The records: Begin
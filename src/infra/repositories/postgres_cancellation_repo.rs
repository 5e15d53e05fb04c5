use crate::domain::{
    models::cancellation::{CancellationRequest, RefundStatus, RequestStatus},
    ports::CancellationRequestRepository,
};
use crate::error::AppError;
use async_trait::async_trait;
use sqlx::PgPool;
use chrono::Utc;

pub struct PostgresCancellationRepo {
    pool: PgPool,
}

impl PostgresCancellationRepo {
    pub fn new(pool: PgPool) -> Self {
        Self { pool }
    }
}

#[async_trait]
impl CancellationRequestRepository for PostgresCancellationRepo {
    async fn create(&self, request: &CancellationRequest) -> Result<CancellationRequest, AppError> {
        sqlx::query_as::<_, CancellationRequest>("INSERT INTO cancellation_requests (id, booking_id, user_id, reason, status, refund_status, refund_amount, admin_notes, created_at, resolved_at) VALUES ($1, $2, $3, $4, $5, $6, $7, $8, $9, $10) RETURNING *")
            .bind(&request.id).bind(&request.booking_id).bind(&request.user_id).bind(&request.reason)
            .bind(request.status).bind(request.refund_status).bind(request.refund_amount)
            .bind(&request.admin_notes).bind(request.created_at).bind(request.resolved_at)
            .fetch_one(&self.pool).await.map_err(AppError::Database)
    }
    async fn find_by_id(&self, id: &str) -> Result<Option<CancellationRequest>, AppError> {
        sqlx::query_as::<_, CancellationRequest>("SELECT * FROM cancellation_requests WHERE id = $1").bind(id).fetch_optional(&self.pool).await.map_err(AppError::Database)
    }
    async fn find_pending_for_booking(&self, booking_id: &str) -> Result<Option<CancellationRequest>, AppError> {
        sqlx::query_as::<_, CancellationRequest>("SELECT * FROM cancellation_requests WHERE booking_id = $1 AND status = 'pending'").bind(booking_id).fetch_optional(&self.pool).await.map_err(AppError::Database)
    }
    async fn list_all(&self) -> Result<Vec<CancellationRequest>, AppError> {
        sqlx::query_as::<_, CancellationRequest>("SELECT * FROM cancellation_requests ORDER BY created_at DESC").fetch_all(&self.pool).await.map_err(AppError::Database)
    }
    async fn list_by_user(&self, user_id: &str) -> Result<Vec<CancellationRequest>, AppError> {
        sqlx::query_as::<_, CancellationRequest>("SELECT * FROM cancellation_requests WHERE user_id = $1 ORDER BY created_at DESC").bind(user_id).fetch_all(&self.pool).await.map_err(AppError::Database)
    }
    async fn resolve(&self, id: &str, status: RequestStatus, refund_status: RefundStatus, admin_notes: Option<String>) -> Result<CancellationRequest, AppError> {
        sqlx::query_as::<_, CancellationRequest>("UPDATE cancellation_requests SET status = $1, refund_status = $2, admin_notes = $3, resolved_at = $4 WHERE id = $5 RETURNING *")
            .bind(status).bind(refund_status).bind(admin_notes).bind(Utc::now()).bind(id)
            .fetch_one(&self.pool).await.map_err(AppError::Database)
    }
    async fn complete_refund(&self, request_id: &str, booking_id: &str) -> Result<(), AppError> {
        let mut tx = self.pool.begin().await.map_err(AppError::Database)?;
        sqlx::query("UPDATE cancellation_requests SET refund_status = 'completed' WHERE id = $1").bind(request_id).execute(&mut *tx).await.map_err(AppError::Database)?;
        sqlx::query("UPDATE bookings SET status = 'cancelled', payment_status = 'refunded' WHERE id = $1").bind(booking_id).execute(&mut *tx).await.map_err(AppError::Database)?;
        tx.commit().await.map_err(AppError::Database)?;
        Ok(())
    }
    async fn mark_refund_failed(&self, id: &str) -> Result<(), AppError> {
        sqlx::query("UPDATE cancellation_requests SET refund_status = 'failed' WHERE id = $1").bind(id).execute(&self.pool).await.map_err(AppError::Database)?;
        Ok(())
    }
}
The records: End
__What to work on__
Could you restate every record word for word?

__Result for this exercise__
filename src/infra/repositories/postgres_cancellation_repo.rs
repository 5e15d53e05fb04c5
use crate::domain::{
    models::cancellation::{CancellationRequest, RefundStatus, RequestStatus},
    ports::CancellationRequestRepository,
};
use crate::error::AppError;
use async_trait::async_trait;
use sqlx::PgPool;
use chrono::Utc;

pub struct PostgresCancellationRepo {
    pool: PgPool,
}

impl PostgresCancellationRepo {
    pub fn new(pool: PgPool) -> Self {
        Self { pool }
    }
}

#[async_trait]
impl CancellationRequestRepository for PostgresCancellationRepo {
    async fn create(&self, request: &CancellationRequest) -> Result<CancellationRequest, AppError> {
        sqlx::query_as::<_, CancellationRequest>("INSERT INTO cancellation_requests (id, booking_id, user_id, reason, status, refund_status, refund_amount, admin_notes, created_at, resolved_at) VALUES ($1, $2, $3, $4, $5, $6, $7, $8, $9, $10) RETURNING *")
            .bind(&request.id).bind(&request.booking_id).bind(&request.user_id).bind(&request.reason)
            .bind(request.status).bind(request.refund_status).bind(request.refund_amount)
            .bind(&request.admin_notes).bind(request.created_at).bind(request.resolved_at)
            .fetch_one(&self.pool).await.map_err(AppError::Database)
    }
    async fn find_by_id(&self, id: &str) -> Result<Option<CancellationRequest>, AppError> {
        sqlx::query_as::<_, CancellationRequest>("SELECT * FROM cancellation_requests WHERE id = $1").bind(id).fetch_optional(&self.pool).await.map_err(AppError::Database)
    }
    async fn find_pending_for_booking(&self, booking_id: &str) -> Result<Option<CancellationRequest>, AppError> {
        sqlx::query_as::<_, CancellationRequest>("SELECT * FROM cancellation_requests WHERE booking_id = $1 AND status = 'pending'").bind(booking_id).fetch_optional(&self.pool).await.map_err(AppError::Database)
    }
    async fn list_all(&self) -> Result<Vec<CancellationRequest>, AppError> {
        sqlx::query_as::<_, CancellationRequest>("SELECT * FROM cancellation_requests ORDER BY created_at DESC").fetch_all(&self.pool).await.map_err(AppError::Database)
    }
    async fn list_by_user(&self, user_id: &str) -> Result<Vec<CancellationRequest>, AppError> {
        sqlx::query_as::<_, CancellationRequest>("SELECT * FROM cancellation_requests WHERE user_id = $1 ORDER BY created_at DESC").bind(user_id).fetch_all(&self.pool).await.map_err(AppError::Database)
    }
    async fn resolve(&self, id: &str, status: RequestStatus, refund_status: RefundStatus, admin_notes: Option<String>) -> Result<CancellationRequest, AppError> {
        sqlx::query_as::<_, CancellationRequest>("UPDATE cancellation_requests SET status = $1, refund_status = $2, admin_notes = $3, resolved_at = $4 WHERE id = $5 RETURNING *")
            .bind(status).bind(refund_status).bind(admin_notes).bind(Utc::now()).bind(id)
            .fetch_one(&self.pool).await.map_err(AppError::Database)
    }
    async fn complete_refund(&self, request_id: &str, booking_id: &str) -> Result<(), AppError> {
        let mut tx = self.pool.begin().await.map_err(AppError::Database)?;
        sqlx::query("UPDATE cancellation_requests SET refund_status = 'completed' WHERE id = $1").bind(request_id).execute(&mut *tx).await.map_err(AppError::Database)?;
        sqlx::query("UPDATE bookings SET status = 'cancelled', payment_status = 'refunded' WHERE id = $1").bind(booking_id).execute(&mut *tx).await.map_err(AppError::Database)?;
        tx.commit().await.map_err(AppError::Database)?;
        Ok(())
    }
    async fn mark_refund_failed(&self, id: &str) -> Result<(), AppError> {
        sqlx::query("UPDATE cancellation_requests SET refund_status = 'failed' WHERE id = $1").bind(id).execute(&self.pool).await.map_err(AppError::Database)?;
        Ok(())
    }
}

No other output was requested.